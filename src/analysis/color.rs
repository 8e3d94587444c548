//! Dominant color extraction via seeded k-means over RGB samples.

use image::DynamicImage;
use rand::distr::{weighted::WeightedIndex, Distribution};
use rand::rngs::StdRng;
use rand::{Rng, SeedableRng};
use serde::Serialize;
use std::cmp::Ordering;
use std::time::Instant;
use tracing::warn;

use super::core::AnalysisResult;

/// Seed used when the caller supplies none. Fixed so repeated runs over the
/// same image return byte-identical palettes.
pub const DEFAULT_SEED: u64 = 42;

const RESTARTS: usize = 10;
const MAX_ITERATIONS: usize = 300;
const SHIFT_TOLERANCE: f64 = 1e-4;

/// One dominant color and the fraction of sampled pixels assigned to it.
#[derive(Debug, Clone, Copy, PartialEq, Serialize)]
pub struct ColorCluster {
    pub rgb: [u8; 3],
    pub fraction: f64,
}

/// K-means color quantizer.
///
/// All restarts draw from a single seeded `StdRng`, so clustering is fully
/// deterministic. A cluster that ends up with no pixels keeps its centroid
/// and reports a fraction of 0; on the non-degraded path the palette length
/// therefore always equals `n_colors`, even for images with fewer distinct
/// colors than that.
#[derive(Debug, Clone)]
pub struct ColorQuantizer {
    n_colors: usize,
    seed: u64,
    stride: u32,
}

impl ColorQuantizer {
    pub fn new(n_colors: usize) -> Self {
        Self {
            n_colors,
            seed: DEFAULT_SEED,
            stride: 1,
        }
    }

    pub fn with_seed(mut self, seed: u64) -> Self {
        self.seed = seed;
        self
    }

    /// Sample every `stride`-th pixel along both axes. 1 keeps every pixel;
    /// larger strides trade palette accuracy for speed on big frames.
    pub fn with_stride(mut self, stride: u32) -> Self {
        self.stride = stride.max(1);
        self
    }

    /// Extracts the palette, sorted by fraction descending. Ties keep the
    /// original cluster order. Degenerate input (zero-area image, zero
    /// clusters requested) degrades to an empty palette instead of failing.
    pub fn quantize(&self, image: &DynamicImage) -> AnalysisResult<Vec<ColorCluster>> {
        let start_time = Instant::now();
        let samples = self.collect_samples(image);

        if samples.is_empty() || self.n_colors == 0 {
            warn!(
                n_colors = self.n_colors,
                samples = samples.len(),
                "color quantization skipped, nothing to cluster"
            );
            return AnalysisResult::degraded(Vec::new(), "nothing to cluster")
                .with_timing(start_time);
        }

        let mut rng = StdRng::seed_from_u64(self.seed);
        let mut best = lloyd_clustering(&samples, self.n_colors, &mut rng);
        for _ in 1..RESTARTS {
            let run = lloyd_clustering(&samples, self.n_colors, &mut rng);
            if run.inertia < best.inertia {
                best = run;
            }
        }

        let total = samples.len() as f64;
        let mut clusters: Vec<ColorCluster> = best
            .centroids
            .iter()
            .zip(&best.counts)
            .map(|(centroid, &count)| ColorCluster {
                rgb: [
                    centroid[0].round().clamp(0.0, 255.0) as u8,
                    centroid[1].round().clamp(0.0, 255.0) as u8,
                    centroid[2].round().clamp(0.0, 255.0) as u8,
                ],
                fraction: count as f64 / total,
            })
            .collect();

        clusters.sort_by(|a, b| {
            b.fraction
                .partial_cmp(&a.fraction)
                .unwrap_or(Ordering::Equal)
        });

        AnalysisResult::complete(clusters).with_timing(start_time)
    }

    fn collect_samples(&self, image: &DynamicImage) -> Vec<[f64; 3]> {
        let rgb = image.to_rgb8();
        let (width, height) = rgb.dimensions();
        let stride = self.stride as usize;

        let mut samples = Vec::new();
        for y in (0..height).step_by(stride) {
            for x in (0..width).step_by(stride) {
                let pixel = rgb.get_pixel(x, y);
                samples.push([pixel[0] as f64, pixel[1] as f64, pixel[2] as f64]);
            }
        }
        samples
    }
}

struct ClusteringRun {
    centroids: Vec<[f64; 3]>,
    counts: Vec<usize>,
    inertia: f64,
}

/// One Lloyd's-algorithm run from a k-means++ seeding.
fn lloyd_clustering(samples: &[[f64; 3]], k: usize, rng: &mut StdRng) -> ClusteringRun {
    let mut centroids = seed_centroids(samples, k, rng);
    let mut assignment = vec![0usize; samples.len()];

    for _ in 0..MAX_ITERATIONS {
        for (slot, sample) in assignment.iter_mut().zip(samples) {
            *slot = nearest_centroid(sample, &centroids);
        }

        let mut sums = vec![[0.0f64; 3]; k];
        let mut counts = vec![0usize; k];
        for (sample, &cluster) in samples.iter().zip(&assignment) {
            sums[cluster][0] += sample[0];
            sums[cluster][1] += sample[1];
            sums[cluster][2] += sample[2];
            counts[cluster] += 1;
        }

        let mut shift = 0.0;
        for cluster in 0..k {
            // An emptied cluster keeps its previous centroid.
            if counts[cluster] == 0 {
                continue;
            }
            let n = counts[cluster] as f64;
            let next = [
                sums[cluster][0] / n,
                sums[cluster][1] / n,
                sums[cluster][2] / n,
            ];
            shift += distance_sq(&centroids[cluster], &next);
            centroids[cluster] = next;
        }

        if shift <= SHIFT_TOLERANCE {
            break;
        }
    }

    // Final assignment against the converged centroids.
    let mut counts = vec![0usize; k];
    let mut inertia = 0.0;
    for sample in samples {
        let cluster = nearest_centroid(sample, &centroids);
        counts[cluster] += 1;
        inertia += distance_sq(sample, &centroids[cluster]);
    }

    ClusteringRun {
        centroids,
        counts,
        inertia,
    }
}

/// K-means++ seeding: the first centroid is drawn uniformly, each further
/// one proportionally to its squared distance from the nearest chosen
/// centroid.
fn seed_centroids(samples: &[[f64; 3]], k: usize, rng: &mut StdRng) -> Vec<[f64; 3]> {
    let mut centroids = Vec::with_capacity(k);
    centroids.push(samples[rng.random_range(0..samples.len())]);

    while centroids.len() < k {
        let weights: Vec<f64> = samples
            .iter()
            .map(|sample| {
                centroids
                    .iter()
                    .map(|centroid| distance_sq(sample, centroid))
                    .fold(f64::INFINITY, f64::min)
            })
            .collect();

        // All-zero weights mean every sample already coincides with a
        // centroid (fewer distinct colors than clusters). Fall back to a
        // uniform draw so the remaining slots still get filled.
        let next = match WeightedIndex::new(&weights) {
            Ok(dist) => samples[dist.sample(rng)],
            Err(_) => samples[rng.random_range(0..samples.len())],
        };
        centroids.push(next);
    }
    centroids
}

/// Ties go to the lowest cluster index.
fn nearest_centroid(sample: &[f64; 3], centroids: &[[f64; 3]]) -> usize {
    let mut best = 0;
    let mut best_dist = distance_sq(sample, &centroids[0]);
    for (index, centroid) in centroids.iter().enumerate().skip(1) {
        let dist = distance_sq(sample, centroid);
        if dist < best_dist {
            best = index;
            best_dist = dist;
        }
    }
    best
}

fn distance_sq(a: &[f64; 3], b: &[f64; 3]) -> f64 {
    let dr = a[0] - b[0];
    let dg = a[1] - b[1];
    let db = a[2] - b[2];
    dr * dr + dg * dg + db * db
}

# # # # #

> **Aim of the exercise**: Report every line above that has the string "Clone" in it.

> **Exercise answer**:
#[derive(Debug, Clone, Copy, PartialEq, Serialize)]
#[derive(Debug, Clone)]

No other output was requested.